Report each line of the entries that contains the word "Value", copied in full.

### Input material
==========
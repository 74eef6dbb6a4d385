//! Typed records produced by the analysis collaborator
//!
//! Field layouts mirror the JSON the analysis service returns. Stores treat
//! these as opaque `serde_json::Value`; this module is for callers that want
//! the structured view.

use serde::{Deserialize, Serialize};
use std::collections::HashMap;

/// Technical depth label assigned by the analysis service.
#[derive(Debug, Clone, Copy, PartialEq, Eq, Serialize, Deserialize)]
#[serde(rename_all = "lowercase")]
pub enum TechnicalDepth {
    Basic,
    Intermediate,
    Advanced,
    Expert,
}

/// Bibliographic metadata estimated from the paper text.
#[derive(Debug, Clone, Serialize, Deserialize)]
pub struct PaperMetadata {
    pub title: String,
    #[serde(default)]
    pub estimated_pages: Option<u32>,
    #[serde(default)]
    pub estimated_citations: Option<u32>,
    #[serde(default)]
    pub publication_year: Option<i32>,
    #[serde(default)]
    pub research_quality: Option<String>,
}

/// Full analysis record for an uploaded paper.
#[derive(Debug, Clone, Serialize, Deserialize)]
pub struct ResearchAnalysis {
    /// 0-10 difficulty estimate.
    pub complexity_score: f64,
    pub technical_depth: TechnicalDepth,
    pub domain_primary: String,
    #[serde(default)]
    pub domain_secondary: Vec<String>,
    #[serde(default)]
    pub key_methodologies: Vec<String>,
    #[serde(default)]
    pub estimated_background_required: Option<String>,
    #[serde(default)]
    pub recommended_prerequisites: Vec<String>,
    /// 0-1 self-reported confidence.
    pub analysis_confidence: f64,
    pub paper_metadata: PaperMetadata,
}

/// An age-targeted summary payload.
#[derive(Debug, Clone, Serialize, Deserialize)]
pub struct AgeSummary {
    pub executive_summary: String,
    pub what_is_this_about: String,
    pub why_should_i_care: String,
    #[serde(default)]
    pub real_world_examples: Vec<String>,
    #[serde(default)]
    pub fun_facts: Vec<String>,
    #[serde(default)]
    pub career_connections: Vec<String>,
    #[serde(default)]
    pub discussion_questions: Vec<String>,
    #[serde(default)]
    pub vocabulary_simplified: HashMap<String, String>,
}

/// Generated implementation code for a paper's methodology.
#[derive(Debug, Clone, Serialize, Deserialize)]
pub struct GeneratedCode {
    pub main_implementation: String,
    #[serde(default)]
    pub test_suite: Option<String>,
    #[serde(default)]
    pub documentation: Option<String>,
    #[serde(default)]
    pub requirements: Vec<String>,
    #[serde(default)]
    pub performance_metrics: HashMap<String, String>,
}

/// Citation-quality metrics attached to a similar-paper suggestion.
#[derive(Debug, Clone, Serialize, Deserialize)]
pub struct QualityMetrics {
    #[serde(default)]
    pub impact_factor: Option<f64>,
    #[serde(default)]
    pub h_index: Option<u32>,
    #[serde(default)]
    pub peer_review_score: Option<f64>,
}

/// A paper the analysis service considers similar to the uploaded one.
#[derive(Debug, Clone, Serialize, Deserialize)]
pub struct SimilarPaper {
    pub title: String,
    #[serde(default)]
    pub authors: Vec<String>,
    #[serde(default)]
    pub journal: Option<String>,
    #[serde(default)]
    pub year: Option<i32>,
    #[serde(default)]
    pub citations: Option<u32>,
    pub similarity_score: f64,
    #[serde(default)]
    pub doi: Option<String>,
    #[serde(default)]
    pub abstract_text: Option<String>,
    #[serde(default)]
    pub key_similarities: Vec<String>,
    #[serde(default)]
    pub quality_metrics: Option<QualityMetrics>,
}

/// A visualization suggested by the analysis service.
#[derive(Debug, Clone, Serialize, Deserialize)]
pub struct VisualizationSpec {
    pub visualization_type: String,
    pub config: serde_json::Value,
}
==========
### Task solution
//! these as opaque `serde_json::Value`; this module is for callers that want
    pub config: serde_json::Value,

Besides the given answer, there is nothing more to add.